WHAT THE TASK ASKS: For this exercise, copy out each line of the material below that includes "exponent".

MATERIAL FOR THE TASK:
----------
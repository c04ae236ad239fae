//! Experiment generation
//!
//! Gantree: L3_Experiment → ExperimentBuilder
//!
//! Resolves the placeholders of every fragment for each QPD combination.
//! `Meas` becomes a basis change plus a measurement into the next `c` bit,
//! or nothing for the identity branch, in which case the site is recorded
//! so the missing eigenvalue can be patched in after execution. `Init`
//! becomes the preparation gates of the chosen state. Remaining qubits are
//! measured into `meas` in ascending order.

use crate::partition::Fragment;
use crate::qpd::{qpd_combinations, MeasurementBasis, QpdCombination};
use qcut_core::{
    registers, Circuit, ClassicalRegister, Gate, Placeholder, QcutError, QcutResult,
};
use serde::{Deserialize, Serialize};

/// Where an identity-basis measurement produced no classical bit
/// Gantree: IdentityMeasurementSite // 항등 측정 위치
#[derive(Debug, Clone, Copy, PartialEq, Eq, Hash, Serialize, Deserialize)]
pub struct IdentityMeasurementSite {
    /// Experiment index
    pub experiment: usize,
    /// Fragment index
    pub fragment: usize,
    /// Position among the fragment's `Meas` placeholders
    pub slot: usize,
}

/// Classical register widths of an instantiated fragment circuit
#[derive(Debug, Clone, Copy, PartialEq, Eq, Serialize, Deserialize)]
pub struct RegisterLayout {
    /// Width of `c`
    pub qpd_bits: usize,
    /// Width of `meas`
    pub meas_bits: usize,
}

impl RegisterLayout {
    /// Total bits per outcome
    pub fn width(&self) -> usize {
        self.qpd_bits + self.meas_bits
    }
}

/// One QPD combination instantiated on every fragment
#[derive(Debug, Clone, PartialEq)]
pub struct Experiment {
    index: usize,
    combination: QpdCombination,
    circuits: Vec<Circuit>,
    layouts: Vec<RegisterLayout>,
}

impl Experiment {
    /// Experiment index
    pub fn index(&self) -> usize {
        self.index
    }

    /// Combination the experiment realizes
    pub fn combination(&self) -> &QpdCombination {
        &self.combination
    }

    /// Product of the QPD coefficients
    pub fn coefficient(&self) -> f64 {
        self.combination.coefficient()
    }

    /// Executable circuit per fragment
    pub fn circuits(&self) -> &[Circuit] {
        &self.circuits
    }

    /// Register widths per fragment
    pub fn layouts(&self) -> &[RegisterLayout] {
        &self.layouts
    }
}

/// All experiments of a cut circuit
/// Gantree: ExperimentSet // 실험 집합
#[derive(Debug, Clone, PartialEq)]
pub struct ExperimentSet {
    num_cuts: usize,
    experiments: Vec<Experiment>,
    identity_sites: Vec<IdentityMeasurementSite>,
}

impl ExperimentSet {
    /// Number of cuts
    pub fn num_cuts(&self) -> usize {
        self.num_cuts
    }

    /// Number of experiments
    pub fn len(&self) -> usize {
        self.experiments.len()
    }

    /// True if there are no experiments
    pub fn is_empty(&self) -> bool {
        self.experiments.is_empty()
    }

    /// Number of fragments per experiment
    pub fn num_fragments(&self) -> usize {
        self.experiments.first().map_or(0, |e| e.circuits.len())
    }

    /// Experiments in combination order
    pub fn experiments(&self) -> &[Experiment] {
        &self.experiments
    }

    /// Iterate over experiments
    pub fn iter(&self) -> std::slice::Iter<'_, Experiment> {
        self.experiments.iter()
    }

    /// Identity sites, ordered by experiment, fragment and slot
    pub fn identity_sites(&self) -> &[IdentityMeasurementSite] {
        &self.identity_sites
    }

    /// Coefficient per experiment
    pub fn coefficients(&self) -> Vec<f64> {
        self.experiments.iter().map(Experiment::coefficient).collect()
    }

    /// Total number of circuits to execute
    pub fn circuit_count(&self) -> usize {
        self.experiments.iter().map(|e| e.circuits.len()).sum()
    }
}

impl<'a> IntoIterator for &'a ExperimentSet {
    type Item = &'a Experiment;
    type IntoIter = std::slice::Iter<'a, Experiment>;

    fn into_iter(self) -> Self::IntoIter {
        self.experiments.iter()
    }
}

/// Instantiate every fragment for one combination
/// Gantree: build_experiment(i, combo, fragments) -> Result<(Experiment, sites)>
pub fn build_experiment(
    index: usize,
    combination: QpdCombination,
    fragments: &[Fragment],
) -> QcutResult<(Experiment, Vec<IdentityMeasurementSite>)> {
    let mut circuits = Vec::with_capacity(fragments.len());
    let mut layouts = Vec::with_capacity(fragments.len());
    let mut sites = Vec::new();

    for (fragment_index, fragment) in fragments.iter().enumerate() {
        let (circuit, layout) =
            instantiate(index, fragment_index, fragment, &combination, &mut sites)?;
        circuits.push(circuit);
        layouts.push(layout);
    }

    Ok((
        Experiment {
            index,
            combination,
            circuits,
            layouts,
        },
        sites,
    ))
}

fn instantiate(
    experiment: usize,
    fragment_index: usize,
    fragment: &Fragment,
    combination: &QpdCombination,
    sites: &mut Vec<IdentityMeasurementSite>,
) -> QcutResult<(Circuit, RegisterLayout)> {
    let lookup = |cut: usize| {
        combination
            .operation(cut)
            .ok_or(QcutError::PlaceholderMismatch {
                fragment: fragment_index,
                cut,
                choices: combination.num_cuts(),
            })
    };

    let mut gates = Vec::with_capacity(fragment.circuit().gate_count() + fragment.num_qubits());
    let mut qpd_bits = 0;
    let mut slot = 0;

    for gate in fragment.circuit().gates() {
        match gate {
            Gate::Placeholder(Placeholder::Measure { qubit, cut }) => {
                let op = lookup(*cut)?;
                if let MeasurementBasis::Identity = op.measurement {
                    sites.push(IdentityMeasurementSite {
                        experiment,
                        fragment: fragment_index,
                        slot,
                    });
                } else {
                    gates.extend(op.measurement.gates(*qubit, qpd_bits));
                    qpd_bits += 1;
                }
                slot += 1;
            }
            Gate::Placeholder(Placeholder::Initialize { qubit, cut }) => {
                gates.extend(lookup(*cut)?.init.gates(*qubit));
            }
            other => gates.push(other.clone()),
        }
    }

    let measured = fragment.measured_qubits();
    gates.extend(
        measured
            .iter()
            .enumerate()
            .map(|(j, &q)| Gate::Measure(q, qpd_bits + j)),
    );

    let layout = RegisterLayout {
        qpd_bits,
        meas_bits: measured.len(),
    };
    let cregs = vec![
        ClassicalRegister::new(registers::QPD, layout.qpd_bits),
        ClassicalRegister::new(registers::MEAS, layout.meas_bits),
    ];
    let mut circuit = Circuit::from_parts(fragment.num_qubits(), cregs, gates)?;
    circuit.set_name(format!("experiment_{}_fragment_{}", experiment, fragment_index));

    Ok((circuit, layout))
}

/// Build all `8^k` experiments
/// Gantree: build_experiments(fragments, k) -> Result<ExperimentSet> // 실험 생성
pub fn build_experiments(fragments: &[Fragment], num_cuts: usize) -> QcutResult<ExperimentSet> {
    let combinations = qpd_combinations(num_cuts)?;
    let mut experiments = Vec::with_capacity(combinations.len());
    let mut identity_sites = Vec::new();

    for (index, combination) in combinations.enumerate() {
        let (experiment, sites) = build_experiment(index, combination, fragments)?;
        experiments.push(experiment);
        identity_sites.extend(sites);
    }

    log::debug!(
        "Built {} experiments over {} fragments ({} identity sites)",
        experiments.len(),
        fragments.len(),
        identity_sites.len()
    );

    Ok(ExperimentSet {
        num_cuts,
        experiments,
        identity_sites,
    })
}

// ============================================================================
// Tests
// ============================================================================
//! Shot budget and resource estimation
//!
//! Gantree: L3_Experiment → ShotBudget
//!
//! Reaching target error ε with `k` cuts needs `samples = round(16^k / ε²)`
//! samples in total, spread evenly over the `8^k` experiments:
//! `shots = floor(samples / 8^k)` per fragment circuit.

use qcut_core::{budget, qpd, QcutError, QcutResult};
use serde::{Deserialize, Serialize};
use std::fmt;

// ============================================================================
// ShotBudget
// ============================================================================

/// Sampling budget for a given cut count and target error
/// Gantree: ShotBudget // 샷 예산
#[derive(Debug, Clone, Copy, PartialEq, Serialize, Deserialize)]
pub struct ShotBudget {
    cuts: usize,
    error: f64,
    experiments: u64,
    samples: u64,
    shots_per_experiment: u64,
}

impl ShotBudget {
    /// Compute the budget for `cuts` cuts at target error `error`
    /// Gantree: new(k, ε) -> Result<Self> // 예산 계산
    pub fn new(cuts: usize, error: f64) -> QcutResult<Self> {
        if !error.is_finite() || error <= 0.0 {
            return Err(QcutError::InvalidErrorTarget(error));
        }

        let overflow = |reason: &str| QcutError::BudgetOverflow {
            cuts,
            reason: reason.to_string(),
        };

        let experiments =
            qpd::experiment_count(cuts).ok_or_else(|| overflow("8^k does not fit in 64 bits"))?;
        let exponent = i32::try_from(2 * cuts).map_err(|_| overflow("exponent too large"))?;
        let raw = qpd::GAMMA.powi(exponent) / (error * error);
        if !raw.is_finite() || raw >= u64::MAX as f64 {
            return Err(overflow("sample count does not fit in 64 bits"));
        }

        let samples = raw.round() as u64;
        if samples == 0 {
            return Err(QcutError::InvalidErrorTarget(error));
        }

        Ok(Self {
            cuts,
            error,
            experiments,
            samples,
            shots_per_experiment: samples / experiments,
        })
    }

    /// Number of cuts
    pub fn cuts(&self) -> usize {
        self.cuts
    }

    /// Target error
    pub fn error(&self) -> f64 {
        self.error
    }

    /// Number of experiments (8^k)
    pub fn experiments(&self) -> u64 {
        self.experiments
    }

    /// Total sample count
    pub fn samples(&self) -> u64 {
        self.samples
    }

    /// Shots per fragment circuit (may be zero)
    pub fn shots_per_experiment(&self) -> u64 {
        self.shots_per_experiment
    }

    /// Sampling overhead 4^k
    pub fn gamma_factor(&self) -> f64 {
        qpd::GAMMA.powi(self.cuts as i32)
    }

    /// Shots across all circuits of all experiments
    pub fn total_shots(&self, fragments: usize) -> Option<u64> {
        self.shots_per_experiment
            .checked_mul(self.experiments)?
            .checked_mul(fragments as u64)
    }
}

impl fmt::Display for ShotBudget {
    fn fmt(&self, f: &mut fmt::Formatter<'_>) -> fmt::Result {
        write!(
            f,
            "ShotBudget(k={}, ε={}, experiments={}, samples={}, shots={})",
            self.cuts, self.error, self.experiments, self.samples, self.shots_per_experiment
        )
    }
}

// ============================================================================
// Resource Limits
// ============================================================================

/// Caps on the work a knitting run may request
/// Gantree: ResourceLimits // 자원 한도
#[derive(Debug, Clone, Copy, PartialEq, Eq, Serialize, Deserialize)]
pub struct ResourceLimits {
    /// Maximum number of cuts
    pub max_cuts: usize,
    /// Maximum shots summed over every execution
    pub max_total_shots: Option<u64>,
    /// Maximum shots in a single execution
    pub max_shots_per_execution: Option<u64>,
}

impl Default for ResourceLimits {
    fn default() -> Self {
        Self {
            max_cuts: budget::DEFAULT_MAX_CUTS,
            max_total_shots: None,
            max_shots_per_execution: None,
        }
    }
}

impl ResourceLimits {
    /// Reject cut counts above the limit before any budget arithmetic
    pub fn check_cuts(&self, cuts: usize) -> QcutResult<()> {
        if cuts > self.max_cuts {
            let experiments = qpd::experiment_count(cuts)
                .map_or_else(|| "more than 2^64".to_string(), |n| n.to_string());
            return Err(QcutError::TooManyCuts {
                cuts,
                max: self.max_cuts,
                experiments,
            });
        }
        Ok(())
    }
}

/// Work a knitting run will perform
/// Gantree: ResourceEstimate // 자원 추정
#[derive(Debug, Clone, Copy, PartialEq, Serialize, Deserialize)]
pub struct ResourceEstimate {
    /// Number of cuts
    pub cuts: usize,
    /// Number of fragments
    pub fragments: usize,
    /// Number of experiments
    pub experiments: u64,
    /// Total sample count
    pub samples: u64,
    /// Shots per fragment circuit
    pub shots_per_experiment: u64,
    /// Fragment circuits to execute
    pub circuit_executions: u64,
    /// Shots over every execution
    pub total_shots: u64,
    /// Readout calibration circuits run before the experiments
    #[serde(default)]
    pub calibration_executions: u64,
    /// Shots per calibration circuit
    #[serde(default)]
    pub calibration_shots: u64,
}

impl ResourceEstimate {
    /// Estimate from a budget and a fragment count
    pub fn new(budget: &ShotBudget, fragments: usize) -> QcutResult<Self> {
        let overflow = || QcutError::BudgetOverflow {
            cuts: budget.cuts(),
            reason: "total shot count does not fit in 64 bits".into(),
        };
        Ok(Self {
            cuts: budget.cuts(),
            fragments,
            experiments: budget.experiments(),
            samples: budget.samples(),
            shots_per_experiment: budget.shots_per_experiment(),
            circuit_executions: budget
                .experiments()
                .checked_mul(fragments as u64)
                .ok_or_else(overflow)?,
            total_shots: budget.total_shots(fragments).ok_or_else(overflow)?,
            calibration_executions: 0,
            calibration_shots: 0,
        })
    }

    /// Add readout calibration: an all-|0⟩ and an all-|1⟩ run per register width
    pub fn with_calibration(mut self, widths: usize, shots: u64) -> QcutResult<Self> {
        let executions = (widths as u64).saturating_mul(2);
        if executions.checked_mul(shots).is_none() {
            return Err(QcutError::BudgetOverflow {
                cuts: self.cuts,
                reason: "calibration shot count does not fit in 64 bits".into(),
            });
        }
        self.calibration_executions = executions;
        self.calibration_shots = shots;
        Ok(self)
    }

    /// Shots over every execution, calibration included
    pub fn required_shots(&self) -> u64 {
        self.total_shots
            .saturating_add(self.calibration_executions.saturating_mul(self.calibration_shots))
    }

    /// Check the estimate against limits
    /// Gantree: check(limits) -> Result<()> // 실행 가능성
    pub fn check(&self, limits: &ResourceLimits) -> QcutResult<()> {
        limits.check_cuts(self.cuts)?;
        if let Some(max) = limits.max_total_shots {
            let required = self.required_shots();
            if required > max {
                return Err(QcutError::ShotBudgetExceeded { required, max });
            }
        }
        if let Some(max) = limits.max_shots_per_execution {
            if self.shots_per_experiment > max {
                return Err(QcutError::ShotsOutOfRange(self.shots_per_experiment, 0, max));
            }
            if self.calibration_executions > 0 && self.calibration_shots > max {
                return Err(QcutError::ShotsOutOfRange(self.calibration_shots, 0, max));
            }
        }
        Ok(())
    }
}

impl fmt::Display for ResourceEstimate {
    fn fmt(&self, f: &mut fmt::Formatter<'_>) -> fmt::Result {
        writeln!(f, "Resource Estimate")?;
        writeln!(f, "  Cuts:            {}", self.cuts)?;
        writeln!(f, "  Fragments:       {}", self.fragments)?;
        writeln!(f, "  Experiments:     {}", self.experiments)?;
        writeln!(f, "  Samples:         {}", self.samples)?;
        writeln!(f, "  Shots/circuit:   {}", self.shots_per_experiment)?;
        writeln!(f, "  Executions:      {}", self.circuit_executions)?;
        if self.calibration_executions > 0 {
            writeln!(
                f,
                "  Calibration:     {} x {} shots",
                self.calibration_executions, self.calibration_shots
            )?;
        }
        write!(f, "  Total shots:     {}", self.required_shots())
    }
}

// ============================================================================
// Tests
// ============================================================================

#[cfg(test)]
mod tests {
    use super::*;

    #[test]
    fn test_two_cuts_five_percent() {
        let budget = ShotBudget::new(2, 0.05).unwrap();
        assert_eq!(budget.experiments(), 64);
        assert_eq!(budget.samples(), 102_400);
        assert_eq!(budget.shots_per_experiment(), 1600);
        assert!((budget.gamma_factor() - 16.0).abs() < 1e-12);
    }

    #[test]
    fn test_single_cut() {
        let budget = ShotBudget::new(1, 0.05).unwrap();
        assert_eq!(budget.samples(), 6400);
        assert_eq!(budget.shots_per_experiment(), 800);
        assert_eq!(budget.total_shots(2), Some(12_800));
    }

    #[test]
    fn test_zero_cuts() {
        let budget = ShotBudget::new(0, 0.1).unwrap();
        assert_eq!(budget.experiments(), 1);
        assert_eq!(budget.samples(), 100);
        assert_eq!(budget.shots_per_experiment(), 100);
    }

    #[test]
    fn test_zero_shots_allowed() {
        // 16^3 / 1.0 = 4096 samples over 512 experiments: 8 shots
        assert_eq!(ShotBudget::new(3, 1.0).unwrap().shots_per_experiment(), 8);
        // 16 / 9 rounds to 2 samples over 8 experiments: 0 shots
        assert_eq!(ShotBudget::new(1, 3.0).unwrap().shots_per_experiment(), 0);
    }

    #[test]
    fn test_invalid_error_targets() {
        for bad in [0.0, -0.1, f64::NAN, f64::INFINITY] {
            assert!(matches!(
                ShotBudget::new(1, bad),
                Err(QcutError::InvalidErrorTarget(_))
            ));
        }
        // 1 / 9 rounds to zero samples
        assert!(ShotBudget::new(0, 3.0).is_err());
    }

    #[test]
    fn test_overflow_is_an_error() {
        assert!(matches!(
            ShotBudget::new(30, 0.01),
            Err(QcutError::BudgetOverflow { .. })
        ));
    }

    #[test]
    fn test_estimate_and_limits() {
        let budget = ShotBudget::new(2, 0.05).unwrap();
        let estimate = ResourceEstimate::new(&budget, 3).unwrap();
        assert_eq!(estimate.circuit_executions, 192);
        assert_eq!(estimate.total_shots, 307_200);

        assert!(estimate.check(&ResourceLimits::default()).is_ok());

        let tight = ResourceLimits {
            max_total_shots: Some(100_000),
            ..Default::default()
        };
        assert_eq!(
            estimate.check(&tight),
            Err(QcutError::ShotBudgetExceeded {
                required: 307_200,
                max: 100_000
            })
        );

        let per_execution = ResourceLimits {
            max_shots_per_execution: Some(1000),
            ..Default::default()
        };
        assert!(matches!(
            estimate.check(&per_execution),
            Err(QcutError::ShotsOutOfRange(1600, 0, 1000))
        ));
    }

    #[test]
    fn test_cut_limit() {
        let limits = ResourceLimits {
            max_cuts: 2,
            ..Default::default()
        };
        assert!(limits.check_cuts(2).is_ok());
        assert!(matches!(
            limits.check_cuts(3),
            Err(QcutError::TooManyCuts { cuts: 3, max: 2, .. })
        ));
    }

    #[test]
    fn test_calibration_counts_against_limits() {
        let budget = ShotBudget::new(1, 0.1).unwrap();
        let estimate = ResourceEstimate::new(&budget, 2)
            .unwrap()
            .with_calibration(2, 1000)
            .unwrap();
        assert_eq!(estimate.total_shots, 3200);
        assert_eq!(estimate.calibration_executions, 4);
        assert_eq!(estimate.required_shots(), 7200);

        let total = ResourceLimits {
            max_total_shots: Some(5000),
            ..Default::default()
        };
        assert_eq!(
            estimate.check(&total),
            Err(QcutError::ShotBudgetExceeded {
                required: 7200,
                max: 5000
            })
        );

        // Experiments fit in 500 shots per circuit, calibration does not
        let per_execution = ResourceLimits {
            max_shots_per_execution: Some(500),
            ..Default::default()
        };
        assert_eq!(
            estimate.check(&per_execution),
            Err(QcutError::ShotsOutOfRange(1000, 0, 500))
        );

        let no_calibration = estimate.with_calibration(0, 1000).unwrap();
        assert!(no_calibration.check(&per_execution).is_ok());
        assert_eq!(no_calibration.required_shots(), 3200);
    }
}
----------
EXERCISE RESULT:
        let exponent = i32::try_from(2 * cuts).map_err(|_| overflow("exponent too large"))?;
        let raw = qpd::GAMMA.powi(exponent) / (error * error);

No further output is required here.